Google Cloud’s absolutely wild “Developer Cheat Sheet.” Stadia now belongs on this list somewhere. Credit: Google
Stadia’s pivot to cloud gaming was definitely not part of the original plan. Stadia is a failing service that dramatically undershot Google sales estimates, and many of Google’s promises made three years ago at Stadia’s unveiling have not come true. Pitching Stadia as a Google Cloud service for other businesses is definitely a “plan B” and somewhat of a soft shutdown for the consumer service. The Business Insider report that broke the news of Stadia’s Google Cloud transition said the consumer platform was being “deprioritized” and that only “about 20 percent” of the Stadia team’s focus was still on “Stadia,” the consumer platform.
Hitching Stadia’s wagon to Google Cloud comes with its own set of problems. Google’s Cloud division is in a distant third place behind Microsoft and Amazon, with Canalys laying out the market as 7 percent Google Cloud, 19 percent Microsoft Azure, and 32 percent AWS. Google Cloud is not a profitable service, despite 45 percent year-over-year revenue growth putting it on pace for $20 billion in revenue this year. It loses about $700 million every quarter.
In the last earnings call in February, Alphabet CFO Ruth Porat said Google was taking a “longer-term path to profitability for Google Cloud,” and we’re starting to see a bit of that “profitability” plan. Step one was to lay off about 100 people on the support staff (Google apparently did this in the worst way possible, letting some employees find out they were fired via media reports). Step two is to raise prices, with some storage options jumping 50 percent in October.
Stadia’s weirdly empty account-free demo page. It doesn’t quite work yet but should in “the coming weeks.”
Credit: Ron Amadeo
Stadia’s weirdly empty account-free demo page. It doesn’t quite work yet but should in “the coming weeks.” Credit: Ron Amadeo
In other Stadia news from the keynote, Google is taking down some of the barriers it has erected around the Stadia in the hopes that more people will try it.
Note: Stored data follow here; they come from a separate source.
impl<F: FeedbackSink> Game<F> {
    pub fn with_feedback(config: GameConfig, feedback: F) -> Self {
        let world = World::new(&config);
        let player = Player::new(config.player.clone(), spawn_point(&config, &world));
        let weapons = WeaponSystem::new(config.weapon.clone(), config.seed.wrapping_add(3));
        let enemies = EnemyManager::new(config.enemies.clone(), config.seed.wrapping_add(2));
        let clock = FrameClock::new(config.max_frame_dt);

        log::info!(
            "new run: viewport {}x{}, seed {:#x}",
            config.viewport_width,
            config.viewport_height,
            config.seed
        );

        Self {
            hp: config.max_health,
            player,
            world,
            weapons,
            enemies,
            feedback,
            clock,
            state: GameState::Playing,
            score: 0,
            high_score: 0,
            coins_collected: 0,
            config,
        }
    }

    /// Feed one host frame. Returns true when the simulation advanced.
    pub fn tick(&mut self, frame_dt: f64, input: &InputSnapshot) -> bool {
        if self.state == GameState::GameOver {
            return false;
        }
        match self.clock.step(frame_dt) {
            Some(dt) => {
                self.update(dt, input);
                true
            }
            None => false,
        }
    }

    /// Advance the simulation by an already clamped `dt`.
    pub fn update(&mut self, dt: f64, input: &InputSnapshot) {
        if self.state == GameState::GameOver {
            return;
        }

        let motion = self.player.update(dt, input, &self.world);

        let ground_y = self.world.ground_y();
        let width = self.world.width();
        let weapon = self
            .weapons
            .update(dt, input, &self.player, width, ground_y);
        if weapon.fired || self.weapons.is_visible() {
            self.player.start_shooting();
        } else {
            self.player.stop_shooting();
        }
        if weapon.reload_finished {
            self.feedback.notify(GameEvent::new(
                EventKind::Reloaded,
                self.weapons.ammo() as f64,
                0.0,
                0.0,
            ));
        }

        self.enemies
            .update(dt, self.player.pos.x, ground_y, self.world.direction(), width);

        self.feedback.tick(dt);

        self.resolve_collisions();
        if self.state == GameState::GameOver {
            return;
        }

        let scroll = self.world.update(dt, &motion, self.player.pos.x);
        self.player.update_speed(self.world.scroll_speed());
        self.enemies
            .update_difficulty(self.world.difficulty(), self.world.scroll_speed());

        if scroll != 0.0 {
            self.player.shift_by(scroll);
            self.enemies.shift_all_by(scroll);
        }

        if self.player.pos.y > self.world.height() + FALL_DEATH_MARGIN {
            log::warn!("player fell out of the world at y={:.0}", self.player.pos.y);
            self.hp = 0.0;
            self.game_over();
        }
    }

    /// Apply damage that already passed the player's invincibility check.
    fn damage_player(&mut self, amount: f64, shake: (f64, f64)) {
        if amount <= 0.0 {
            return;
        }
        self.hp = (self.hp - amount).max(0.0);
        self.feedback.screen_shake(shake.0, shake.1);
        self.feedback
            .notify(GameEvent::new(EventKind::PlayerDamaged, amount, self.hp, 0.0));
        log::debug!("player took {} damage, {} hp left", amount, self.hp);
        if self.hp <= 0.0 {
            self.game_over();
        }
    }

    fn game_over(&mut self) {
        if self.state == GameState::GameOver {
            return;
        }
        self.state = GameState::GameOver;
        if self.score > self.high_score {
            self.high_score = self.score;
        }
        self.feedback.notify(GameEvent::new(
            EventKind::GameOver,
            self.score as f64,
            self.high_score as f64,
            0.0,
        ));
        log::info!(
            "game over: score {}, high score {}",
            self.score,
            self.high_score
        );
    }

    /// Start a fresh run. The high score and the feedback sink survive.
    pub fn reset(&mut self) {
        self.world.reset();
        let spawn = spawn_point(&self.config, &self.world);
        self.player.respawn(Some(spawn));
        self.player.update_speed(self.world.scroll_speed());
        self.weapons.reset();
        self.enemies.clear();
        self.clock.reset();
        self.state = GameState::Playing;
        self.hp = self.config.max_health;
        self.score = 0;
        self.coins_collected = 0;
        log::info!("run reset");
    }

    /// Follow a viewport change. Everything standing on the ground moves
    /// with it.
    pub fn resize(&mut self, width: f64, height: f64) {
        if !(width > 0.0 && height > 0.0) {
            log::warn!("ignoring resize to {}x{}", width, height);
            return;
        }
        let shift = height - self.world.height();
        self.world.resize(width, height);
        self.player.pos.y += shift;
        for enemy in self.enemies.enemies_mut() {
            enemy.pos.y += shift;
        }
        self.config.viewport_width = width;
        self.config.viewport_height = height;
        log::info!("viewport resized to {}x{}", width, height);
    }

    pub fn pause(&mut self) {
        self.clock.pause();
    }

    pub fn resume(&mut self) {
        self.clock.resume();
    }

    pub fn is_paused(&self) -> bool {
        self.clock.is_paused()
    }

    pub fn state(&self) -> GameState {
        self.state
    }

    pub fn is_game_over(&self) -> bool {
        self.state == GameState::GameOver
    }

    pub fn hp(&self) -> f64 {
        self.hp
    }

    pub fn max_hp(&self) -> f64 {
        self.config.max_health
    }

    pub fn score(&self) -> u32 {
        self.score
    }

    pub fn high_score(&self) -> u32 {
        self.high_score
    }

    /// Seed the high score from host storage.
    pub fn set_high_score(&mut self, high_score: u32) {
        self.high_score = high_score;
    }

    pub fn coins_collected(&self) -> u32 {
        self.coins_collected
    }

    pub fn config(&self) -> &GameConfig {
        &self.config
    }

    pub fn clock(&self) -> &FrameClock {
        &self.clock
    }

    pub fn player(&self) -> &Player {
        &self.player
    }

    pub fn player_mut(&mut self) -> &mut Player {
        &mut self.player
    }

    pub fn world(&self) -> &World {
        &self.world
    }

    pub fn world_mut(&mut self) -> &mut World {
        &mut self.world
    }

    pub fn weapons(&self) -> &WeaponSystem {
        &self.weapons
    }

    pub fn enemies(&self) -> &EnemyManager {
        &self.enemies
    }

    pub fn enemies_mut(&mut self) -> &mut EnemyManager {
        &mut self.enemies
    }

    pub fn feedback(&self) -> &F {
        &self.feedback
    }

    pub fn feedback_mut(&mut self) -> &mut F {
        &mut self.feedback
    }
}

/// Centre of the viewport, standing on the ground.
fn spawn_point(config: &GameConfig, world: &World) -> DVec2 {
    DVec2::new(
        world.width() * 0.5,
        world.ground_y() - config.player.height,
    )
}
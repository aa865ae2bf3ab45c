use std::collections::VecDeque;

use glam::DVec2;

use crate::core::physics::ray_rect_intersection;
use crate::core::Rect;

pub const BULLET_WIDTH: f64 = 8.0;
pub const BULLET_HEIGHT: f64 = 3.0;
/// Distance past either side of the viewport before a bullet is dropped.
const OFFSCREEN_MARGIN: f64 = 50.0;

/// A single projectile. `pos` is the centre of its box.
#[derive(Debug, Clone)]
pub struct Bullet {
    pub pos: DVec2,
    /// Position before the most recent step, for swept hit tests.
    pub prev: DVec2,
    pub dir: DVec2,
    pub speed: f64,
    pub damage: u32,
    pub active: bool,
    pub trail: VecDeque<DVec2>,
    trail_length: usize,
}

impl Bullet {
    pub fn new(pos: DVec2, dir: DVec2, speed: f64, damage: u32, trail_length: usize) -> Self {
        Self {
            pos,
            prev: pos,
            dir,
            speed,
            damage,
            active: true,
            trail: VecDeque::with_capacity(trail_length + 1),
            trail_length,
        }
    }

    pub fn update(&mut self, dt: f64, viewport_width: f64) {
        if !self.active {
            return;
        }
        self.trail.push_back(self.pos);
        while self.trail.len() > self.trail_length {
            self.trail.pop_front();
        }

        self.prev = self.pos;
        self.pos += self.dir * self.speed * dt;

        if self.pos.x < -OFFSCREEN_MARGIN || self.pos.x > viewport_width + OFFSCREEN_MARGIN {
            self.active = false;
        }
    }

    pub fn rect(&self) -> Rect {
        Rect::new(
            self.pos.x - BULLET_WIDTH / 2.0,
            self.pos.y - BULLET_HEIGHT / 2.0,
            BULLET_WIDTH,
            BULLET_HEIGHT,
        )
    }

    /// Box overlap at the current position, or a crossing since the last step.
    pub fn hits(&self, target: &Rect) -> bool {
        self.rect().overlaps(target) || ray_rect_intersection(self.prev, self.pos, target).is_some()
    }
}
You’ll soon be able to browse the store without making a Stadia account, which might entice some window shoppers. Stadia has had free trials of games before, but now developers can provide time-limited demos to people more easily than ever before.
Risk of Rain 2 is the first game to support this with a one-hour free trial, which is now live if you have a (free) Stadia account. Google says the account-free access will roll out “in the coming weeks,” and once it does, you’ll theoretically be able to send someone a link to that demo, and in about one click, they’ll be playing Stadia. Quick, no-hassle trials feel like a real advantage for cloud gaming, and it’s a wonder Google has taken this long to embrace them.